よい病院、よくない病院の見分け方[石井友二]

マネジメントの巧拙が、病院の良し悪しを決めます。多くの病院コンサルティングの成果をお伝えし、自院の運営に役立たせていただくことを目指します。職員がやりがいをもって働ける環境づくりも、もう一つの目的です

ドクターのインセンティブ制について

 最近私はドクターのインセンティブ制を導入することを多くの病院に提案しています。
はっきり言って、医師としてプライドを保つには対価が必要である、という結論です。

 私達には医師は崇高で、かつ聖人のような対象であるという思いがあります。
 大半のは小さいときから努力し、よい成績をあげる生徒であり続け、医師になったという経緯をもっているでしょう。医師になることは難関の試験を経て研鑽を重ねてきたことは間違いありません。そして職業の貴賎ではなく、人の命を救うことを生業(なりわい)としているところからも明らかに尊敬の対象となっているのです。
 
 しかし、例えば商社や損保、銀行やメーカー、ITサービス業においても医師の報酬を超える社員が数多く存在します。仕事の質を比較しているのではありませんが、医療には高い価値を置くことが国民の効用を高めることでもあり、医師にはそれなりの報酬をとってもらうことが必要ではないでしょうか。

 たくさんの院長や医師と話をしてきました。ある雑誌では、患者が待たされたことに腹を立て、土下座して謝れといい、かつ足を蹴ったという話が載っていました。抗弁しようとすると2チャンネルに書き込むぞ、といわれたという気持が私にはよく判りません。俺は患者だぞ、大事にしろ、といったという記事には呆れてものが言えません。クレーマー患者さんはレアーケースではなく、どの病院でも出没しています。

 多くの医師は、報酬が仕事に見合っていないと感じつつも、患者さんを救うことに懸命になり、そして感謝されることに喜びやプライドをもって仕事をしてきたと話ます。したがってリスペクトされない環境では、自分の医療に対する気持を維持することができないと話す医師も一人や二人ではありません。

 逆に勤務が大変であるときに、それを忌避しながらバランスをとる。例えば救急車を断る、紹介患者さんを断る、時間外はみない、オンコールは切るといった医師がどの病院にも複数いることも見聞きしています。

 医師も人間です。以前にも医師を神格化するのは私達のエゴではないかという記事を書いたことがありますが、医師も人であり、生身の人間です。身近になんでも話せる医師が何人もいますが、みな素敵な頑張って人生を生きている人間です。
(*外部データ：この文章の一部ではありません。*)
//! Collision detection and response for circles and capsule segments
//!
//! Every dynamic shape in the game is a circle, so the only narrow-phase
//! tests needed are circle-vs-circle and circle-vs-segment.

use glam::Vec2;

/// Result of a collision check
#[derive(Debug, Clone)]
pub struct CollisionResult {
    /// Whether a collision occurred
    pub hit: bool,
    /// Closest point on the other shape's surface
    pub point: Vec2,
    /// Surface normal at collision (pointing toward the circle's center)
    pub normal: Vec2,
    /// Penetration depth (for position correction)
    pub penetration: f32,
}

impl CollisionResult {
    pub fn miss() -> Self {
        Self {
            hit: false,
            point: Vec2::ZERO,
            normal: Vec2::ZERO,
            penetration: 0.0,
        }
    }
}

/// Closest point to `p` on the segment a-b
pub fn closest_point_on_segment(p: Vec2, a: Vec2, b: Vec2) -> Vec2 {
    let ab = b - a;
    let len_sq = ab.length_squared();
    if len_sq < 0.0001 {
        return a; // Degenerate segment
    }
    let t = ((p - a).dot(ab) / len_sq).clamp(0.0, 1.0);
    a + ab * t
}

/// Check a circle against another circle
pub fn circle_circle(center: Vec2, radius: f32, other: Vec2, other_radius: f32) -> CollisionResult {
    let delta = center - other;
    let dist = delta.length();
    let reach = radius + other_radius;

    if dist >= reach {
        return CollisionResult::miss();
    }

    // Concentric circles: push straight up
    let normal = if dist > 0.0001 { delta / dist } else { Vec2::Y };
    CollisionResult {
        hit: true,
        point: other + normal * other_radius,
        normal,
        penetration: reach - dist,
    }
}

/// Check a circle against a segment thickened by `seg_radius`
pub fn circle_segment(center: Vec2, radius: f32, a: Vec2, b: Vec2, seg_radius: f32) -> CollisionResult {
    let closest = closest_point_on_segment(center, a, b);
    let delta = center - closest;
    let dist = delta.length();
    let reach = radius + seg_radius;

    if dist >= reach {
        return CollisionResult::miss();
    }

    let normal = if dist > 0.0001 {
        delta / dist
    } else {
        // Center on the segment itself: use the perpendicular
        let along = (b - a).normalize_or_zero();
        let perp = Vec2::new(-along.y, along.x);
        if perp == Vec2::ZERO { Vec2::Y } else { perp }
    };

    CollisionResult {
        hit: true,
        point: closest + normal * seg_radius,
        normal,
        penetration: reach - dist,
    }
}

/// Reflect velocity off a surface
///
/// Standard reflection: v' = v - 2(v·n)n
#[inline]
pub fn reflect_velocity(velocity: Vec2, normal: Vec2) -> Vec2 {
    velocity - 2.0 * velocity.dot(normal) * normal
}

/// Velocity after hitting a surface with the given restitution and friction
///
/// Only the approaching normal component is affected by restitution;
/// friction removes tangential speed proportional to the normal impulse.
pub fn bounce_velocity(velocity: Vec2, normal: Vec2, restitution: f32, friction: f32) -> Vec2 {
    let vn = velocity.dot(normal);
    if vn >= 0.0 {
        return velocity; // Separating already
    }
    if restitution >= 1.0 && friction <= 0.0 {
        return reflect_velocity(velocity, normal);
    }

    let normal_impulse = -(1.0 + restitution) * vn;
    let mut out = velocity + normal * normal_impulse;

    if friction > 0.0 {
        let tangent = Vec2::new(-normal.y, normal.x);
        let vt = out.dot(tangent);
        let max_change = friction * normal_impulse;
        let change = vt.clamp(-max_change, max_change);
        out -= tangent * change;
    }

    out
}
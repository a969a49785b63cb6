//! Rescaling a running session to a new viewport

use glam::Vec2;

use super::config::Viewport;
use super::entities;
use super::state::Session;
use crate::physics::PostStep;

/// Rebuild the static field for `viewport` and scale every ball with it
///
/// Old field shapes are queued for removal after the next step; the new ones
/// exist immediately. The basket keeps its relative horizontal position.
pub fn resize(session: &mut Session, viewport: Viewport) {
    let old = session.config.viewport;
    let scale = Vec2::new(viewport.width / old.width, viewport.height / old.height);

    let start_x = session
        .basket_endpoints()
        .map(|(a, _)| a.x)
        .unwrap_or_else(|| entities::basket_home(&session.config));

    for shape in session.field.all_shapes() {
        session.space.add_post_step(PostStep::RemoveShape(shape));
    }

    session.config = session.config.rescaled(viewport);
    let config = session.config;
    session.field = entities::add_playfield(&mut session.space, &config, start_x * scale.x);

    for (_, body) in session.space.bodies_mut() {
        if !body.is_static() {
            body.pos *= scale;
        }
    }

    log::info!(
        "Resized {}x{} -> {}x{} (scale {:.3}, {:.3})",
        old.width,
        old.height,
        viewport.width,
        viewport.height,
        scale.x,
        scale.y
    );
}

#[cfg(test)]
mod tests {
    use super::*;
    use crate::consts::SIM_DT;
    use crate::sim::config::{GameMode, Rules, SessionConfig};

    fn session() -> Session {
        let config = SessionConfig::new(GameMode::TimeLimited, Viewport::new(800.0, 600.0), &Rules::default());
        Session::new(config, 1)
    }

    #[test]
    fn test_basket_keeps_relative_position() {
        let mut s = session();
        s.place_basket(200.0);
        resize(&mut s, Viewport::new(1600.0, 900.0));

        let (a, b) = s.basket_endpoints().unwrap();
        assert_eq!(a.x, 400.0);
        assert_eq!(b.x - a.x, s.config.basket_length);
        assert_eq!(a.y, 900.0 * 3.0 / 16.0);
    }

    #[test]
    fn test_balls_scale_per_axis() {
        let mut s = session();
        let id = s.spawn_ball_at(Vec2::new(100.0, 300.0));
        resize(&mut s, Viewport::new(400.0, 1200.0));
        assert_eq!(s.ball_position(id), Some(Vec2::new(50.0, 600.0)));
    }

    #[test]
    fn test_old_field_removed_after_step() {
        let mut s = session();
        let old: Vec<_> = s.field.all_shapes().collect();
        resize(&mut s, Viewport::new(1024.0, 768.0));

        // Still present until the step completes
        assert!(old.iter().all(|h| s.space.contains_shape(*h)));
        let report = s.space.step(SIM_DT);
        assert!(old.iter().all(|h| !s.space.contains_shape(*h)));
        assert_eq!(report.removed_shapes.len(), old.len());
        assert!(s.field.all_shapes().all(|h| s.space.contains_shape(h)));
    }

    #[test]
    fn test_config_follows_viewport() {
        let mut s = session();
        resize(&mut s, Viewport::new(1600.0, 1200.0));
        assert_eq!(s.config.ball_radius, 30.0);
        assert_eq!(s.config.mode, GameMode::TimeLimited);
    }
}
//! dcbot command kernel.
//!
//! This crate turns chat text into typed command invocations:
//!
//! - **[`tokenizer`]** -- shell-style splitting of command text.
//! - **[`value`]** -- typed [`Value`]s, [`Converter`]s, and the bound
//!   [`Arguments`] mapping handlers read from.
//! - **[`descriptor`]** -- per-command parameter descriptors built once at
//!   registration from the handler's declared parameters.
//! - **[`binder`]** -- the flag-then-positional argument binder.
//! - **[`command`]** -- the [`CommandHandler`] trait and closure commands.
//! - **[`registry`]** -- prefixed command registry with duplicate detection.
//! - **[`dispatcher`]** -- message splitting, lookup, binding, invocation.
//! - **[`error`]** -- kernel error types via [`thiserror`].
//!
//! Nothing here performs I/O; the polling loop lives in `dcbot-runtime`.

pub mod binder;
pub mod command;
pub mod descriptor;
pub mod dispatcher;
pub mod error;
pub mod registry;
pub mod tokenizer;
pub mod value;

// Re-export the most commonly used types at the crate root for convenience.
pub use binder::bind;
pub use command::{CommandBuilder, CommandHandler, FnCommand, HandlerResult, command};
pub use descriptor::{DeclaredType, Descriptor, ParamDecl, ParamKind, ParameterDescriptor, describe};
pub use dispatcher::{DispatchOutcome, Dispatcher, split_command};
pub use error::{BindError, ConversionError, KernelError, ParseError, Result};
pub use registry::{Command, CommandRegistry, RegistryConfig};
pub use tokenizer::tokenize;
pub use value::{Arguments, Converter, FromValue, Value};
すくなくとも一部ではあると思いますが、国民の意識レベルが低くなってきているのであれば、他の何かで医師に報いていかなければ、医師のなり手はいなくなる。志だけで医師が頑張れる領域はそれほど広くないと最近考えています。

 インセンティブ制は王道ではないかもしれない。しかし、なんとかしたいという医師に病院は応えていく必要があるのではないでしょうか。欧米やアジア各国でも頑張る医師の報酬は高いという話を何人かの医師が説明してくれました。

 医師は医療従事者として、身命を賭して働くのは当たり前と考えている国民はいないと思います。
医療制度改革のなかで、さまざまな問題が露呈していますが、病院で頑張ろうという医師に対して、あるいは地域で使命感をもって働いている医師に報いてくこと。とりわけ前者の医師に報いるためにインセンティブ制(内容については今回は説明しません)が導入されなければならないと考えます。

 勿論、患者さんの視点にたち、懸命に医療に打ち込む医師をみなで大事にする文化があり、そして業務改革が行われ、医師の力を正当に発揮できる病院であれば、こうしたことは必要ないのかもしれません。いやそうした病院であっても、治療に対する報酬は適正であることが適当でしょう。
 使命感があるから何でもできる筈だという論理は成り立たたないのです。

 明日も病院のプロジェクトで理事長や院長、副院長に具体的な進め方を説明します。

す。医師が良心をもって働ける、そして尊敬される環境をつくることが組織の役割であると、私は考えています。ここで書くことではないと思いましたがあえて書きました。